Copy out all of the entries exactly as they appear.

* Information provided:
*** Begin section ***

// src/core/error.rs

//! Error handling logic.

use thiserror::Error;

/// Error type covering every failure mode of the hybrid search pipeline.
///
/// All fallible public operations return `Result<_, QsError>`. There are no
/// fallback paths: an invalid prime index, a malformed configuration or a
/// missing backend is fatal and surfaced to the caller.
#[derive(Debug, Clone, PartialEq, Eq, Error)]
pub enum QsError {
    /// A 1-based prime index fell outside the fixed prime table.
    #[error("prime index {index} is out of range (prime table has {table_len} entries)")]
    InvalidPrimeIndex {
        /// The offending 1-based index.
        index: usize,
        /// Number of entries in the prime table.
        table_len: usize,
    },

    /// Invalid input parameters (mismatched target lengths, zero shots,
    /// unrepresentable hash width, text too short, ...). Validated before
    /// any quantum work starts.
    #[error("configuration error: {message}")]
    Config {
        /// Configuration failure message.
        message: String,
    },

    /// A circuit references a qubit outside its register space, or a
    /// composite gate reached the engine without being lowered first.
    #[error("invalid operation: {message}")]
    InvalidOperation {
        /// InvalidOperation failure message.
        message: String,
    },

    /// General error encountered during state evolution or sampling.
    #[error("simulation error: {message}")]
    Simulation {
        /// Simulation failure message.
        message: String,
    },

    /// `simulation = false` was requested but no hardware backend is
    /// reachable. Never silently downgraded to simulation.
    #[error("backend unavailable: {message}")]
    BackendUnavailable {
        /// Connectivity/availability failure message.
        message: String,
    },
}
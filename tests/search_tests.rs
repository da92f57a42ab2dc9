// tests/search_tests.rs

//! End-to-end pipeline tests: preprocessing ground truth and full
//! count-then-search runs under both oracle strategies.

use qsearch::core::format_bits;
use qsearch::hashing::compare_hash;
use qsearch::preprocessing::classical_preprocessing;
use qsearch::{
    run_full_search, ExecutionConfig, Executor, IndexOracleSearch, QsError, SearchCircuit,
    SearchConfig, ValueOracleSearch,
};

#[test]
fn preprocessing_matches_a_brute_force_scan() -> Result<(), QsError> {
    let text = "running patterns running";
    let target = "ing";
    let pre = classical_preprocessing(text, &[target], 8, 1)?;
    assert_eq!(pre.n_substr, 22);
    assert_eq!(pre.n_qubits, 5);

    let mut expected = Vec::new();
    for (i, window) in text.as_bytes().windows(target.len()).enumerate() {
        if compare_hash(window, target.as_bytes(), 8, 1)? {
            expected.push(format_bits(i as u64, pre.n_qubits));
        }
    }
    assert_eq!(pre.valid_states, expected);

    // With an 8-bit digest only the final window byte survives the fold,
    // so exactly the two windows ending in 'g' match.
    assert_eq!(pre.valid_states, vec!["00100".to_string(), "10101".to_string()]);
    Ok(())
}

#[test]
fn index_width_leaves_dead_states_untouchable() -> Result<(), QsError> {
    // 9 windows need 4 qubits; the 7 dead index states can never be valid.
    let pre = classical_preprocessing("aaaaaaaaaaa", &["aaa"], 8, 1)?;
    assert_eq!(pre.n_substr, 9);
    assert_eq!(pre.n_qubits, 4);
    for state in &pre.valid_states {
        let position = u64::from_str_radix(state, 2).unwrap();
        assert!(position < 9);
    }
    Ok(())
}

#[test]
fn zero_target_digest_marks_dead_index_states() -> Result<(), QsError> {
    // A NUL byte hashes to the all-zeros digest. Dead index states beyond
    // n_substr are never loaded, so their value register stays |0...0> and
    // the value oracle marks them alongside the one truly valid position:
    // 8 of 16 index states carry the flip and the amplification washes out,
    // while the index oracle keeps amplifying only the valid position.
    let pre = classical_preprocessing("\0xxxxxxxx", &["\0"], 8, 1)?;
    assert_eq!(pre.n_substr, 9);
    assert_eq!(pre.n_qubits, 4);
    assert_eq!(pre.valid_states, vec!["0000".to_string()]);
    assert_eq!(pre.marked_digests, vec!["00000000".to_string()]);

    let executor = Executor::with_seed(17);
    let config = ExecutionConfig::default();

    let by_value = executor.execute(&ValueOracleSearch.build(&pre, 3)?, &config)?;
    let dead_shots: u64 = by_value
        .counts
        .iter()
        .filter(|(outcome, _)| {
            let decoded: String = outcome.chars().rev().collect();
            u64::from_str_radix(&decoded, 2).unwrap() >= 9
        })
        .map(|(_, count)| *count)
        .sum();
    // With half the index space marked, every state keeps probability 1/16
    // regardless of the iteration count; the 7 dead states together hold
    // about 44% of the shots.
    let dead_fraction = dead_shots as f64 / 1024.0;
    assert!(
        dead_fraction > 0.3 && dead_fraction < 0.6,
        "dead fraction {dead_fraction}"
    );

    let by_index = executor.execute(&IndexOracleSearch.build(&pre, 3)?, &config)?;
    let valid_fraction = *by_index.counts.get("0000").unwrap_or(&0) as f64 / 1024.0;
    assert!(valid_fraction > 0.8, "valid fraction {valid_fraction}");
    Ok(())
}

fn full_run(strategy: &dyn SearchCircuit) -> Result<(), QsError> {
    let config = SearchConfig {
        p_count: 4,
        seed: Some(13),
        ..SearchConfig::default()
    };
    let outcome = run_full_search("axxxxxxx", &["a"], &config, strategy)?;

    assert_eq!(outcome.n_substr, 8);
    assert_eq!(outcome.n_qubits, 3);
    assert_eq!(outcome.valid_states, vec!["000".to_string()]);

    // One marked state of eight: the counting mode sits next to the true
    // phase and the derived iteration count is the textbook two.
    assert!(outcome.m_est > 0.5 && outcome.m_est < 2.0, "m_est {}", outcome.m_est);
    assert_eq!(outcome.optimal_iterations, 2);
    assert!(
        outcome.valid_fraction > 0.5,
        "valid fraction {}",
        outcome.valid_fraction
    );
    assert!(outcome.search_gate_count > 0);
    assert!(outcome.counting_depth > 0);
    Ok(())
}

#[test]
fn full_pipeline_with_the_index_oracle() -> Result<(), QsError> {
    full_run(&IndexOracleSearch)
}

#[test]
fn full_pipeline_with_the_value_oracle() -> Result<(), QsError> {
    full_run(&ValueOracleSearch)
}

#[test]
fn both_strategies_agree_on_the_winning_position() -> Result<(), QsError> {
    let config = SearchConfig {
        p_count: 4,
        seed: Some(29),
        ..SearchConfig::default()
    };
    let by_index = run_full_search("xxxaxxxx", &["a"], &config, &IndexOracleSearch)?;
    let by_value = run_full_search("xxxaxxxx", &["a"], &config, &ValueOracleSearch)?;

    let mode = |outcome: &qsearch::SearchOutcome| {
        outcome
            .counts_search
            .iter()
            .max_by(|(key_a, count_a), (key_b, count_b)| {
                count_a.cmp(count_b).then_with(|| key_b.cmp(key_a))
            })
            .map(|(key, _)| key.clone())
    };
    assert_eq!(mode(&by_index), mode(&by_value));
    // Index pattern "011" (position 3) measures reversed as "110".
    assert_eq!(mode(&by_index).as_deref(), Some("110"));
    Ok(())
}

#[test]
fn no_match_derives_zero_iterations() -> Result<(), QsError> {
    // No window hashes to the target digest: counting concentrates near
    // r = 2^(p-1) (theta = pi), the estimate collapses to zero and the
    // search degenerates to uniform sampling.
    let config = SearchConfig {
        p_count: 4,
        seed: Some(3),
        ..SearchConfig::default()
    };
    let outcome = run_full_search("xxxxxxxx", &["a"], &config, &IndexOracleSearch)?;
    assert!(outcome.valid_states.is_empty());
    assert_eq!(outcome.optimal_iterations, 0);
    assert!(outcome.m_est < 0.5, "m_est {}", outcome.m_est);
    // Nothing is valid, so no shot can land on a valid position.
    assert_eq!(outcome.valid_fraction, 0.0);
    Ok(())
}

*** End section ***

* Task output:
// src/core/error.rs

//! Error handling logic.

use thiserror::Error;

/// Error type covering every failure mode of the hybrid search pipeline.
///
/// All fallible public operations return `Result<_, QsError>`. There are no
/// fallback paths: an invalid prime index, a malformed configuration or a
/// missing backend is fatal and surfaced to the caller.
#[derive(Debug, Clone, PartialEq, Eq, Error)]
pub enum QsError {
    /// A 1-based prime index fell outside the fixed prime table.
    #[error("prime index {index} is out of range (prime table has {table_len} entries)")]
    InvalidPrimeIndex {
        /// The offending 1-based index.
        index: usize,
        /// Number of entries in the prime table.
        table_len: usize,
    },

    /// Invalid input parameters (mismatched target lengths, zero shots,
    /// unrepresentable hash width, text too short, ...). Validated before
    /// any quantum work starts.
    #[error("configuration error: {message}")]
    Config {
        /// Configuration failure message.
        message: String,
    },

    /// A circuit references a qubit outside its register space, or a
    /// composite gate reached the engine without being lowered first.
    #[error("invalid operation: {message}")]
    InvalidOperation {
        /// InvalidOperation failure message.
        message: String,
    },

    /// General error encountered during state evolution or sampling.
    #[error("simulation error: {message}")]
    Simulation {
        /// Simulation failure message.
        message: String,
    },

    /// `simulation = false` was requested but no hardware backend is
    /// reachable. Never silently downgraded to simulation.
    #[error("backend unavailable: {message}")]
    BackendUnavailable {
        /// Connectivity/availability failure message.
        message: String,
    },
}
filename tests/search_tests.rs
repository da92f57a42ab2dc9
// tests/search_tests.rs

//! End-to-end pipeline tests: preprocessing ground truth and full
//! count-then-search runs under both oracle strategies.

use qsearch::core::format_bits;
use qsearch::hashing::compare_hash;
use qsearch::preprocessing::classical_preprocessing;
use qsearch::{
    run_full_search, ExecutionConfig, Executor, IndexOracleSearch, QsError, SearchCircuit,
    SearchConfig, ValueOracleSearch,
};

#[test]
fn preprocessing_matches_a_brute_force_scan() -> Result<(), QsError> {
    let text = "running patterns running";
    let target = "ing";
    let pre = classical_preprocessing(text, &[target], 8, 1)?;
    assert_eq!(pre.n_substr, 22);
    assert_eq!(pre.n_qubits, 5);

    let mut expected = Vec::new();
    for (i, window) in text.as_bytes().windows(target.len()).enumerate() {
        if compare_hash(window, target.as_bytes(), 8, 1)? {
            expected.push(format_bits(i as u64, pre.n_qubits));
        }
    }
    assert_eq!(pre.valid_states, expected);

    // With an 8-bit digest only the final window byte survives the fold,
    // so exactly the two windows ending in 'g' match.
    assert_eq!(pre.valid_states, vec!["00100".to_string(), "10101".to_string()]);
    Ok(())
}

#[test]
fn index_width_leaves_dead_states_untouchable() -> Result<(), QsError> {
    // 9 windows need 4 qubits; the 7 dead index states can never be valid.
    let pre = classical_preprocessing("aaaaaaaaaaa", &["aaa"], 8, 1)?;
    assert_eq!(pre.n_substr, 9);
    assert_eq!(pre.n_qubits, 4);
    for state in &pre.valid_states {
        let position = u64::from_str_radix(state, 2).unwrap();
        assert!(position < 9);
    }
    Ok(())
}

#[test]
fn zero_target_digest_marks_dead_index_states() -> Result<(), QsError> {
    // A NUL byte hashes to the all-zeros digest. Dead index states beyond
    // n_substr are never loaded, so their value register stays |0...0> and
    // the value oracle marks them alongside the one truly valid position:
    // 8 of 16 index states carry the flip and the amplification washes out,
    // while the index oracle keeps amplifying only the valid position.
    let pre = classical_preprocessing("\0xxxxxxxx", &["\0"], 8, 1)?;
    assert_eq!(pre.n_substr, 9);
    assert_eq!(pre.n_qubits, 4);
    assert_eq!(pre.valid_states, vec!["0000".to_string()]);
    assert_eq!(pre.marked_digests, vec!["00000000".to_string()]);

    let executor = Executor::with_seed(17);
    let config = ExecutionConfig::default();

    let by_value = executor.execute(&ValueOracleSearch.build(&pre, 3)?, &config)?;
    let dead_shots: u64 = by_value
        .counts
        .iter()
        .filter(|(outcome, _)| {
            let decoded: String = outcome.chars().rev().collect();
            u64::from_str_radix(&decoded, 2).unwrap() >= 9
        })
        .map(|(_, count)| *count)
        .sum();
    // With half the index space marked, every state keeps probability 1/16
    // regardless of the iteration count; the 7 dead states together hold
    // about 44% of the shots.
    let dead_fraction = dead_shots as f64 / 1024.0;
    assert!(
        dead_fraction > 0.3 && dead_fraction < 0.6,
        "dead fraction {dead_fraction}"
    );

    let by_index = executor.execute(&IndexOracleSearch.build(&pre, 3)?, &config)?;
    let valid_fraction = *by_index.counts.get("0000").unwrap_or(&0) as f64 / 1024.0;
    assert!(valid_fraction > 0.8, "valid fraction {valid_fraction}");
    Ok(())
}

fn full_run(strategy: &dyn SearchCircuit) -> Result<(), QsError> {
    let config = SearchConfig {
        p_count: 4,
        seed: Some(13),
        ..SearchConfig::default()
    };
    let outcome = run_full_search("axxxxxxx", &["a"], &config, strategy)?;

    assert_eq!(outcome.n_substr, 8);
    assert_eq!(outcome.n_qubits, 3);
    assert_eq!(outcome.valid_states, vec!["000".to_string()]);

    // One marked state of eight: the counting mode sits next to the true
    // phase and the derived iteration count is the textbook two.
    assert!(outcome.m_est > 0.5 && outcome.m_est < 2.0, "m_est {}", outcome.m_est);
    assert_eq!(outcome.optimal_iterations, 2);
    assert!(
        outcome.valid_fraction > 0.5,
        "valid fraction {}",
        outcome.valid_fraction
    );
    assert!(outcome.search_gate_count > 0);
    assert!(outcome.counting_depth > 0);
    Ok(())
}

#[test]
fn full_pipeline_with_the_index_oracle() -> Result<(), QsError> {
    full_run(&IndexOracleSearch)
}

#[test]
fn full_pipeline_with_the_value_oracle() -> Result<(), QsError> {
    full_run(&ValueOracleSearch)
}

#[test]
fn both_strategies_agree_on_the_winning_position() -> Result<(), QsError> {
    let config = SearchConfig {
        p_count: 4,
        seed: Some(29),
        ..SearchConfig::default()
    };
    let by_index = run_full_search("xxxaxxxx", &["a"], &config, &IndexOracleSearch)?;
    let by_value = run_full_search("xxxaxxxx", &["a"], &config, &ValueOracleSearch)?;

    let mode = |outcome: &qsearch::SearchOutcome| {
        outcome
            .counts_search
            .iter()
            .max_by(|(key_a, count_a), (key_b, count_b)| {
                count_a.cmp(count_b).then_with(|| key_b.cmp(key_a))
            })
            .map(|(key, _)| key.clone())
    };
    assert_eq!(mode(&by_index), mode(&by_value));
    // Index pattern "011" (position 3) measures reversed as "110".
    assert_eq!(mode(&by_index).as_deref(), Some("110"));
    Ok(())
}

#[test]
fn no_match_derives_zero_iterations() -> Result<(), QsError> {
    // No window hashes to the target digest: counting concentrates near
    // r = 2^(p-1) (theta = pi), the estimate collapses to zero and the
    // search degenerates to uniform sampling.
    let config = SearchConfig {
        p_count: 4,
        seed: Some(3),
        ..SearchConfig::default()
    };
    let outcome = run_full_search("xxxxxxxx", &["a"], &config, &IndexOracleSearch)?;
    assert!(outcome.valid_states.is_empty());
    assert_eq!(outcome.optimal_iterations, 0);
    assert!(outcome.m_est < 0.5, "m_est {}", outcome.m_est);
    // Nothing is valid, so no shot can land on a valid position.
    assert_eq!(outcome.valid_fraction, 0.0);
    Ok(())
}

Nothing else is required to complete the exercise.